Alfonso di Jaén curò la redazione definitiva delle Rivelazioni e la loro suddivisione in otto libri. Nell'estate del 1370 Brigida era di nuovo a Montefiascone e fu ricevuta dal papa insieme ad Alfonso e a Nicola Orsini. Il risultato ottenuto fu per Brigida di parziale soddisfazione: la sua Regula Sanctissimi Salvatoris fu approvata, ma solo come appendice della Regola agostiniana che il monastero di Vadstena avrebbe dovuto seguire. Del privilegio di indulgenza richiesto per il monastero non si faceva alcuna menzione'. Era invece concessa licenza per la costruzione di un monastero per le monache con annesso quello per i monaci. La bolla papale, datata S agosto 1370, era indirizzata all'arcivescovo di Uppsala e ad altri tre vescovi svedesi.

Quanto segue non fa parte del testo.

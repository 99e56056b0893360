//! Supplier API 模块

mod handler;

use axum::{Router, routing::get};

use crate::core::ServerState;

pub fn router() -> Router<ServerState> {
    Router::new()
        .route("/api/suppliers/", get(handler::list).post(handler::create))
        .nest("/api/suppliers", routes())
}

fn routes() -> Router<ServerState> {
    Router::new()
        .route("/{id}", get(handler::get_by_id).put(handler::update).delete(handler::delete))
}
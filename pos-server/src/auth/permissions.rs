//! 角色 → 权限映射
//!
//! 权限采用 `resource:action` 字符串，随登录响应下发给前端，
//! 前端据此决定菜单和按钮的可见性。

use shared::models::UserRole;

/// 返回角色对应的权限列表
pub fn permissions_for_role(role: UserRole) -> Vec<String> {
    let perms: &[&str] = match role {
        UserRole::Admin => &[
            "product:view", "product:create", "product:edit", "product:delete",
            "order:view", "order:create", "order:cancel", "order:refund",
            "inventory:view", "inventory:manage",
            "user:view", "user:manage",
            "report:view", "report:export",
            "config:view", "config:manage",
            "system:admin",
        ],
        UserRole::Manager => &[
            "product:view", "product:create", "product:edit",
            "order:view", "order:create", "order:cancel", "order:refund",
            "inventory:view", "inventory:manage",
            "user:view",
            "report:view", "report:export",
            "config:view",
        ],
        UserRole::Cashier => &[
            "product:view",
            "order:view", "order:create",
            "inventory:view",
            "user:view",
        ],
        UserRole::Staff => &["product:view", "order:view", "inventory:view"],
    };
    perms.iter().map(|s| s.to_string()).collect()
}
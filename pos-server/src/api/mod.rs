//! API 路由模块
//!
//! # 结构
//!
//! - [`health`] - 健康检查
//! - [`auth`] - 认证相关接口
//! - [`categories`] - 分类管理接口
//! - [`suppliers`] - 供应商管理接口
//! - [`products`] - 商品管理接口 (含库存调整)
//! - [`tables`] - 桌台管理接口
//! - [`users`] - 会员管理接口
//! - [`orders`] - 订单管理接口
//! - [`reservations`] - 预订管理接口
//! - [`inventory`] - 库存流水接口
//! - [`analytics`] - 报表接口
//! - [`ai`] - AI 代理接口

pub mod ai;
pub mod analytics;
pub mod auth;
pub mod categories;
pub mod health;
pub mod inventory;
pub mod orders;
pub mod products;
pub mod reservations;
pub mod suppliers;
pub mod tables;
pub mod users;

use axum::{Router, middleware};
use tower_http::cors::CorsLayer;
use tower_http::request_id::{MakeRequestUuid, PropagateRequestIdLayer, SetRequestIdLayer};
use tower_http::trace::TraceLayer;

use crate::auth::require_auth;
use crate::core::ServerState;

/// 组装完整路由
///
/// require_auth 挂在 Router 级别，内部跳过公共路由。
pub fn router(state: ServerState) -> Router {
    Router::new()
        .merge(health::router())
        .merge(auth::router())
        .merge(categories::router())
        .merge(suppliers::router())
        .merge(products::router())
        .merge(tables::router())
        .merge(users::router())
        .merge(orders::router())
        .merge(reservations::router())
        .merge(inventory::router())
        .merge(analytics::router())
        .merge(ai::router())
        .layer(middleware::from_fn_with_state(state.clone(), require_auth))
        .with_state(state)
        .layer(CorsLayer::permissive())
        .layer(TraceLayer::new_for_http())
        .layer(PropagateRequestIdLayer::x_request_id())
        .layer(SetRequestIdLayer::x_request_id(MakeRequestUuid))
}
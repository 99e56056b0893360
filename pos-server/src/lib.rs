//! POS Back-Office Server - 餐厅后台管理服务
//!
//! # 架构概述
//!
//! - **认证** (`auth`): JWT + Argon2 认证体系
//! - **数据库** (`db`): 嵌入式 SQLite (sqlx, WAL)
//! - **HTTP API** (`api`): RESTful API 接口
//!
//! # 模块结构
//!
//! ```text
//! pos-server/src/
//! ├── core/          # 配置、状态、服务器
//! ├── auth/          # JWT 认证、权限
//! ├── api/           # HTTP 路由和处理器
//! ├── db/            # 数据库层 (仓储)
//! └── utils/         # 错误、日志
//! ```

pub mod api;
pub mod auth;
pub mod core;
pub mod db;
pub mod utils;

// Re-export 公共类型
pub use auth::{CurrentUser, JwtService};
pub use core::{Config, Server, ServerState};
pub use utils::{AppError, AppResult, ErrorBody};

// Re-export logger functions
pub use utils::logger::{init_logger, init_logger_with_file};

Motivo di grande dispiacere per Brigida fu rendersi conto, durante il soggiorno a Montefiascone, che il papa non aveva nessuna intenzione di ritornare a Roma, ma - cedendo alle pressioni dei vescovi francesi -stava anzi programmando di trasferirsi di nuovo ad Avignone. Fece allora avere a Urbano V una lettera ispirata dalla Vergine in cui gli si diceva: «Se riuscirà a tornare in patria, riceverà un colpo tale da fargli battere i denti; la sua vista si oscurerà e tutte le sue membra tremeranno... Gli amici di Dio non lo ricorderanno più nelle loro preghiere ed egli dovrà rendere conto a Dio di tutto quello che ha fatto e omesso»6. Urbano V non ne tenne conto. A metà settembre di quello stesso anno era già in Francia e il 19 dicembre improvvisamente morì.

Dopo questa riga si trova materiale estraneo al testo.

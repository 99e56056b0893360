//! Analytics API 模块

mod handler;

use axum::{Router, routing::get};

use crate::core::ServerState;

pub fn router() -> Router<ServerState> {
    Router::new().nest("/api/analytics", routes())
}

fn routes() -> Router<ServerState> {
    Router::new()
        .route("/sales-summary", get(handler::sales_summary))
        .route("/dashboard", get(handler::dashboard))
        .route("/top-products", get(handler::top_products))
        .route("/category-sales", get(handler::category_sales))
}
//! Inventory API Handlers (库存流水)

use axum::{
    Json,
    extract::{Query, State},
};
use serde::Deserialize;
use shared::client::StockValue;
use shared::models::{Product, StockLog, StockLogCreate, StockLogType};

use crate::core::ServerState;
use crate::db::repository::{analytics, product, stock_log};
use crate::utils::AppResult;

#[derive(Debug, Deserialize)]
pub struct LogQuery {
    pub product_id: Option<String>,
    #[serde(rename = "type")]
    pub log_type: Option<StockLogType>,
    pub start_ts: Option<i64>,
    pub end_ts: Option<i64>,
}

/// GET /api/inventory/logs - 流水查询
pub async fn list_logs(
    State(state): State<ServerState>,
    Query(query): Query<LogQuery>,
) -> AppResult<Json<Vec<StockLog>>> {
    let logs = stock_log::find_filtered(
        state.pool(),
        stock_log::StockLogFilter {
            product_id: query.product_id,
            log_type: query.log_type,
            start_ts: query.start_ts,
            end_ts: query.end_ts,
        },
    )
    .await?;
    Ok(Json(logs))
}

/// POST /api/inventory/logs - 手工流水录入 (同步调整库存)
pub async fn create_log(
    State(state): State<ServerState>,
    Json(payload): Json<StockLogCreate>,
) -> AppResult<Json<StockLog>> {
    Ok(Json(stock_log::apply(state.pool(), payload).await?))
}

/// GET /api/inventory/low-stock - 低库存商品
pub async fn low_stock(State(state): State<ServerState>) -> AppResult<Json<Vec<Product>>> {
    Ok(Json(product::find_low_stock(state.pool()).await?))
}

/// GET /api/inventory/value - 在售库存价值
pub async fn stock_value(State(state): State<ServerState>) -> AppResult<Json<StockValue>> {
    Ok(Json(analytics::stock_value(state.pool()).await?))
}
//! Order API 模块

mod handler;

use axum::{Router, routing::get, routing::patch};

use crate::core::ServerState;

pub fn router() -> Router<ServerState> {
    Router::new()
        .route("/api/orders/", get(handler::list).post(handler::place))
        .nest("/api/orders", routes())
}

fn routes() -> Router<ServerState> {
    Router::new()
        .route("/{id}", get(handler::get_by_id))
        .route("/{id}/status", patch(handler::set_status))
}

A tornare definitivamente a Roma fu il suo successore Gregorio XI nel 1377: ma Brigida non poté accoglierlo come aveva fatto con Urbano V, perché era già morta da quattro anni. A prendere il testimone e convincere definitivamente il papa a tornare a Roma era stata un'altra grande santa: Caterina da Siena.
Il 30 dicembre, dopo un solo giorno di conclave, fu eletto papa il cardinale Pierre Roger de Beaufort, che scelse il nome di Gregorio XI. Il neoeletto aveva quarantadue anni ed era nipote di Clemente VI, che l'aveva innalzato alla porpora cardinalizia appena diciottenne. Gregorio XI aveva studiato a Perugia ed era un insigne giurista; come uomo, era devoto, sensibile e intuitivo; come politico, sapeva bene che il ritorno del papato a Roma costituiva ormai un'esigenza improrogabile.

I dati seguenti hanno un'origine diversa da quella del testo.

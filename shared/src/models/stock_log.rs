//! Stock Log Model (库存流水)

use serde::{Deserialize, Serialize};

/// Kind of inventory movement
#[derive(Debug, Clone, Copy, PartialEq, Eq, Serialize, Deserialize)]
#[cfg_attr(feature = "db", derive(sqlx::Type))]
#[cfg_attr(feature = "db", sqlx(rename_all = "SCREAMING_SNAKE_CASE"))]
#[serde(rename_all = "SCREAMING_SNAKE_CASE")]
pub enum StockLogType {
    InPurchase,
    InReturn,
    OutSale,
    OutLoss,
    Adjustment,
}

impl StockLogType {
    pub fn as_str(&self) -> &'static str {
        match self {
            StockLogType::InPurchase => "IN_PURCHASE",
            StockLogType::InReturn => "IN_RETURN",
            StockLogType::OutSale => "OUT_SALE",
            StockLogType::OutLoss => "OUT_LOSS",
            StockLogType::Adjustment => "ADJUSTMENT",
        }
    }
}

/// Append-only inventory ledger entry
///
/// `delta` is the delta actually applied after clamping stock at 0, which
/// may differ from the requested delta when stock runs out.
#[derive(Debug, Clone, Serialize, Deserialize)]
#[cfg_attr(feature = "db", derive(sqlx::FromRow))]
#[serde(rename_all = "camelCase")]
pub struct StockLog {
    pub id: String,
    pub product_id: String,
    pub product_name: String,
    #[serde(rename = "type")]
    pub log_type: StockLogType,
    pub delta: i32,
    pub before_stock: i32,
    pub current_stock: i32,
    pub cost_price: Option<f64>,
    pub operator: String,
    pub timestamp: i64,
    pub note: Option<String>,
    pub reference_no: Option<String>,
}

/// Create stock log payload (manual ledger entry via /api/inventory/logs)
#[derive(Debug, Clone, Serialize, Deserialize)]
#[serde(rename_all = "camelCase")]
pub struct StockLogCreate {
    pub product_id: String,
    #[serde(rename = "type")]
    pub log_type: StockLogType,
    pub delta: i32,
    pub operator: String,
    pub note: Option<String>,
    pub reference_no: Option<String>,
}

Brigida si rallegrò della sua elezione a papa, anche perché l'aveva conosciuto di persona quando era cardinale: si era infatti rivolta a lui per far recapitare a Urbano V la lettera con cui gli annunciava una rapida morte se fosse tornato ad Avignone.
Fiduciosa che Gregorio XI avrebbe riportato il papato a Roma, già nel gennaio 1371, pochi giorni dopo la sua elezione a pontefice, Brigida gli inviò la rivelazione ispiratale per lui dalla Vergine Maria; a recapitarla fu il suo devoto amico Latino Orsini.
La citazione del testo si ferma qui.